得体の知れない恐怖に晒されたオーギュストはトランクを抱きしめて少女の言葉を繰り返すのが精一杯だ。
自分の実力に絶対の自信を持つオーギュストだが、目の前の少女を相手にしてはいけないと本能が叫んでいた。
「貴方、今からお姉……あ、此度は違うのかしら?兎も角、決闘をなさるのでしょう?」
「……っ!……っ!」
首を可愛らしく傾げる少女にオーギュストは大きく頷いて応える。
「はっきり言ってしまいますけど、残念ながら、貴方は勝てませんわ。決して」
少女の口から発された言葉は聞き捨てならなかった。
自分があのような伝手と遺物の加護だけが取り柄の子供に負けるとは思わない。そう言おうとしたが、再び身体が固まって、口が開かない。
「ですが……それを使えば話は別ですわ」
そう言うと少女はオーギュストを、否、オーギュストが抱えているトランクを指差した。
「もし、どうしても、どうしても勝ちたくて、それでも勝利が叶わない、そう思ったなら…………それを使って、貴方の最もお得意とする魔術を行使することをお勧めしますわ……それでは、これにて失礼いたしますわね?フフッ、ごきげんよう」
少女はドレスの両裾を摘まみ上げ、ぺこりと一礼するとその姿を揺らめかせ、空気に溶けるようにその姿を消した。
「…………っ!はー……はー…………な、何だったんだ?」
数瞬後、オーギュストは硬直から解放され、大いに呼吸を乱した。
突然、そして僅かな間の出来事に理解が追いつかない。ただ、一言だけ。
『それを使って、貴方の最も得意な魔術を……』
幻のような少女の言葉が脳にこびりついていた。
「…………」
まだ、少し強張ったままの足を動かしてベッドの傍に寄って、抱きかかえていたトランクをベッドの上に置いた。
「…………」
何故か、今ここでトランクの中を確認しておかねばならない気がした。
トランクに右手をそっと置き、微量の魔力を流し込みながら、父より教えられた合言葉を呟く。

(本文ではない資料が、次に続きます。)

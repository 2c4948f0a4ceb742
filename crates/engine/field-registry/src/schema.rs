use std::sync::Arc;

use indexmap::{map::Entry, IndexMap};

use crate::{
    binder::bind_defaults_in_place, build_arguments, build_fields, ArgumentSpec, BuildError, EnumType, ExecutionInfo,
    Field, FieldSpec, InputObjectType, ObjectType, Reference, ResolveFn, ScalarType, SchemaSettings, TypeDefinition,
};

/// The declarative description of one type.
#[derive(Clone, Debug, serde::Deserialize)]
#[serde(tag = "kind", rename_all = "snake_case")]
pub enum TypeSpec {
    Scalar(ScalarSpec),
    Enum(EnumSpec),
    Object(ObjectSpec),
    InputObject(InputObjectSpec),
}

impl TypeSpec {
    pub fn identifier(&self) -> &str {
        match self {
            TypeSpec::Scalar(spec) => &spec.identifier,
            TypeSpec::Enum(spec) => &spec.identifier,
            TypeSpec::Object(spec) => &spec.identifier,
            TypeSpec::InputObject(spec) => &spec.identifier,
        }
    }
}

#[derive(Clone, Debug, serde::Deserialize)]
#[serde(deny_unknown_fields)]
pub struct ScalarSpec {
    pub identifier: String,
    pub name: Option<String>,
    pub description: Option<String>,
}

#[derive(Clone, Debug, serde::Deserialize)]
#[serde(deny_unknown_fields)]
pub struct EnumSpec {
    pub identifier: String,
    pub name: Option<String>,
    pub description: Option<String>,
    #[serde(default)]
    pub values: Vec<String>,
}

#[derive(Clone, Debug, serde::Deserialize)]
#[serde(deny_unknown_fields)]
pub struct ObjectSpec {
    pub identifier: String,
    pub name: Option<String>,
    pub description: Option<String>,
    pub reference: Reference,
    #[serde(default)]
    pub fields: Vec<FieldSpec>,
}

impl ObjectSpec {
    pub fn new(identifier: impl Into<String>, reference: Reference) -> Self {
        ObjectSpec {
            identifier: identifier.into(),
            name: None,
            description: None,
            reference,
            fields: Vec::new(),
        }
    }

    #[must_use]
    pub fn field(mut self, field: FieldSpec) -> Self {
        self.fields.push(field);
        self
    }
}

#[derive(Clone, Debug, serde::Deserialize)]
#[serde(deny_unknown_fields)]
pub struct InputObjectSpec {
    pub identifier: String,
    pub name: Option<String>,
    pub description: Option<String>,
    pub reference: Reference,
    #[serde(default)]
    pub fields: Vec<ArgumentSpec>,
}

/// A whole schema declared as data, typically loaded from TOML or JSON.
#[derive(Clone, Debug, Default, serde::Deserialize)]
#[serde(default, deny_unknown_fields)]
pub struct SchemaDocument {
    pub query: Option<String>,
    pub mutation: Option<String>,
    pub subscription: Option<String>,
    pub types: Vec<TypeSpec>,
}

impl std::str::FromStr for SchemaDocument {
    type Err = toml::de::Error;

    fn from_str(input: &str) -> Result<Self, Self::Err> {
        toml::from_str(input)
    }
}

#[derive(Clone, Debug, PartialEq, Eq)]
pub struct RootTypes {
    pub query: String,
    pub mutation: Option<String>,
    pub subscription: Option<String>,
}

impl Default for RootTypes {
    fn default() -> Self {
        RootTypes {
            query: "query".to_owned(),
            mutation: None,
            subscription: None,
        }
    }
}

impl RootTypes {
    pub fn iter(&self) -> impl Iterator<Item = &str> {
        std::iter::once(self.query.as_str())
            .chain(self.mutation.as_deref())
            .chain(self.subscription.as_deref())
    }
}

/// Compiles type specs into a [`Schema`]: builds every field, then binds default resolvers.
#[derive(Default)]
pub struct SchemaBuilder {
    settings: SchemaSettings,
    roots: RootTypes,
    specs: Vec<TypeSpec>,
    resolvers: Vec<(String, String, ResolveFn)>,
}

impl SchemaBuilder {
    pub fn new(settings: SchemaSettings) -> Self {
        SchemaBuilder {
            settings,
            ..Default::default()
        }
    }

    #[must_use]
    pub fn with_document(mut self, document: SchemaDocument) -> Self {
        if let Some(query) = document.query {
            self.roots.query = query;
        }
        self.roots.mutation = document.mutation.or(self.roots.mutation);
        self.roots.subscription = document.subscription.or(self.roots.subscription);
        self.specs.extend(document.types);
        self
    }

    #[must_use]
    pub fn with_type(mut self, spec: TypeSpec) -> Self {
        self.specs.push(spec);
        self
    }

    #[must_use]
    pub fn with_object(self, spec: ObjectSpec) -> Self {
        self.with_type(TypeSpec::Object(spec))
    }

    #[must_use]
    pub fn with_scalar(self, identifier: impl Into<String>) -> Self {
        self.with_type(TypeSpec::Scalar(ScalarSpec {
            identifier: identifier.into(),
            name: None,
            description: None,
        }))
    }

    #[must_use]
    pub fn with_roots(mut self, roots: RootTypes) -> Self {
        self.roots = roots;
        self
    }

    /// Attaches a resolve function to a field declared in a document. A field can only hold one,
    /// attaching a second one fails the build.
    #[must_use]
    pub fn with_resolver(mut self, object: &str, field: &str, resolve: ResolveFn) -> Self {
        self.resolvers.push((object.to_owned(), field.to_owned(), resolve));
        self
    }

    pub fn build(self) -> Result<Schema, BuildError> {
        let SchemaBuilder {
            settings,
            roots,
            mut specs,
            resolvers,
        } = self;

        for (object, field, resolve) in resolvers {
            let target = specs.iter_mut().find_map(|spec| match spec {
                TypeSpec::Object(spec) if spec.identifier == object => {
                    spec.fields.iter_mut().find(|spec| spec.identifier == field)
                }
                _ => None,
            });

            let Some(target) = target else {
                return Err(BuildError::UnknownField {
                    container: object,
                    field,
                });
            };
            if target.attributes.resolve.is_some() {
                return Err(BuildError::DuplicateResolver {
                    container: object,
                    field,
                });
            }
            target.attributes.resolve = Some(resolve);
        }

        let mut types = IndexMap::with_capacity(specs.len());

        for spec in specs {
            let definition = build_type(spec)?;

            match types.entry(definition.identifier().to_owned()) {
                Entry::Occupied(entry) => {
                    return Err(BuildError::DuplicateType {
                        identifier: entry.key().clone(),
                    })
                }
                Entry::Vacant(entry) => {
                    entry.insert(definition);
                }
            }
        }

        let mut bound = 0;
        for definition in types.values_mut() {
            if let TypeDefinition::Object(object) = definition {
                bound += bind_defaults_in_place(&mut object.fields, settings.custom_default_resolver());
            }
        }

        tracing::debug!(
            types = types.len(),
            default_resolvers = bound,
            custom_default = settings.custom_default_resolver().is_some(),
            "compiled schema"
        );

        Ok(Schema {
            types,
            roots,
            settings: Arc::new(settings),
        })
    }
}

fn build_type(spec: TypeSpec) -> Result<TypeDefinition, BuildError> {
    Ok(match spec {
        TypeSpec::Scalar(ScalarSpec {
            identifier,
            name,
            description,
        }) => TypeDefinition::Scalar(ScalarType {
            name: name.unwrap_or_else(|| identifier.clone()),
            identifier,
            description,
        }),
        TypeSpec::Enum(EnumSpec {
            identifier,
            name,
            description,
            values,
        }) => TypeDefinition::Enum(EnumType {
            name: name.unwrap_or_else(|| identifier.clone()),
            identifier,
            description,
            values,
        }),
        TypeSpec::Object(ObjectSpec {
            identifier,
            name,
            description,
            reference,
            fields,
        }) => {
            let fields = build_fields(&identifier, fields, Some(&reference))?;
            tracing::trace!(object = identifier.as_str(), fields = fields.len(), "built object");

            TypeDefinition::Object(ObjectType {
                name: name.unwrap_or_else(|| identifier.clone()),
                identifier,
                description,
                fields,
                reference,
            })
        }
        TypeSpec::InputObject(InputObjectSpec {
            identifier,
            name,
            description,
            reference,
            fields,
        }) => {
            let fields = build_arguments(&identifier, fields, &reference)?;

            TypeDefinition::InputObject(InputObjectType {
                name: name.unwrap_or_else(|| identifier.clone()),
                identifier,
                description,
                fields,
                reference,
            })
        }
    })
}

/// A compiled schema. Immutable, share it behind an `Arc` across requests.
#[derive(Debug)]
pub struct Schema {
    types: IndexMap<String, TypeDefinition>,
    roots: RootTypes,
    settings: Arc<SchemaSettings>,
}

impl Schema {
    pub fn builder(settings: SchemaSettings) -> SchemaBuilder {
        SchemaBuilder::new(settings)
    }

    pub fn lookup_type(&self, identifier: &str) -> Option<&TypeDefinition> {
        self.types.get(identifier)
    }

    pub fn types(&self) -> impl ExactSizeIterator<Item = &TypeDefinition> {
        self.types.values()
    }

    pub fn type_map(&self) -> &IndexMap<String, TypeDefinition> {
        &self.types
    }

    pub fn object(&self, identifier: &str) -> Option<&ObjectType> {
        self.lookup_type(identifier).and_then(TypeDefinition::as_object)
    }

    pub fn field(&self, object: &str, field: &str) -> Option<&Field> {
        self.object(object).and_then(|object| object.field(field))
    }

    pub fn roots(&self) -> &RootTypes {
        &self.roots
    }

    pub fn settings(&self) -> &Arc<SchemaSettings> {
        &self.settings
    }

    /// Fresh per-request execution info bound to this schema's settings.
    pub fn execution_info(&self) -> ExecutionInfo {
        ExecutionInfo::new(Arc::clone(&self.settings))
    }
}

「…………ル=シャトリエ、二十六代当主、オーギュスト=ル=シャトリエの名において其の戒めを解かん」
……カチャ……カチャッ、カチャカチャカチャカチャ!……ガチャッ!
合言葉が終わると共に幾重にも施されていた鍵と魔術による封印が一気に解かれ、自ずとトランクが開いた。
「…………これは……」
開かれたトランクの中にはもう一つ、見るからに古めかしい、まさに神代の時代からやって来たような木箱が入っていた。
「…………んぐっ……」
思わず喉が鳴った。恐る恐る木箱に手を伸ばし、そして開いた。
「…………これは」
中に入っていたのは黄金でできた短杖だった。増幅器だろうか。遡ること二十代ほど前の当主までは目にすることのなかった一族の秘宝を今自分は目にしている。
オーギュストが持っている物より造りや装飾はシンプルだが、目を引くものが在る。
大粒、檸檬の果実ほどもある煌々とした紅玉が先端につけられている。
まるで灼熱の炎を凝固させたかのような紅玉。荒れ狂う魔力が渦巻いているように感じる。
「…………くっ!」
見続けているだけで身体から発火して、燃え尽きてしまうのではないかという恐怖にかられ、木箱の蓋を閉めた。
「これは……なんだ?……む?こ、これは!?」
次の瞬間、ドクンッ!と心臓の鼓動が大きくなり、身体が熱くなる。体内を巡る魔力が活性化したように感じられ、魔力が湯水のように溢れ出てくる感覚がした。
「フフフ……これは凄い!凄いぞ!これならば!確実に伏見双魔を葬れる!いや……落ち着け、気に喰わない奴だが葬ってしまっては元も子もない……フフフ……しかし、原理は分からないが、これを使うまでもなく僕の勝利は間違いない…………これで、イサベルとエバの心臓は僕の物だ!ハハッ!フハハハハ!」
広い広いホテルの一室に若き魔術師の哄笑が響き渡る。
四半刻後、オーギュスト=ル=シャトリエは再び封をしたトランクと愛用のステッキを手に決闘に赴くべく、部屋を後にするのだった。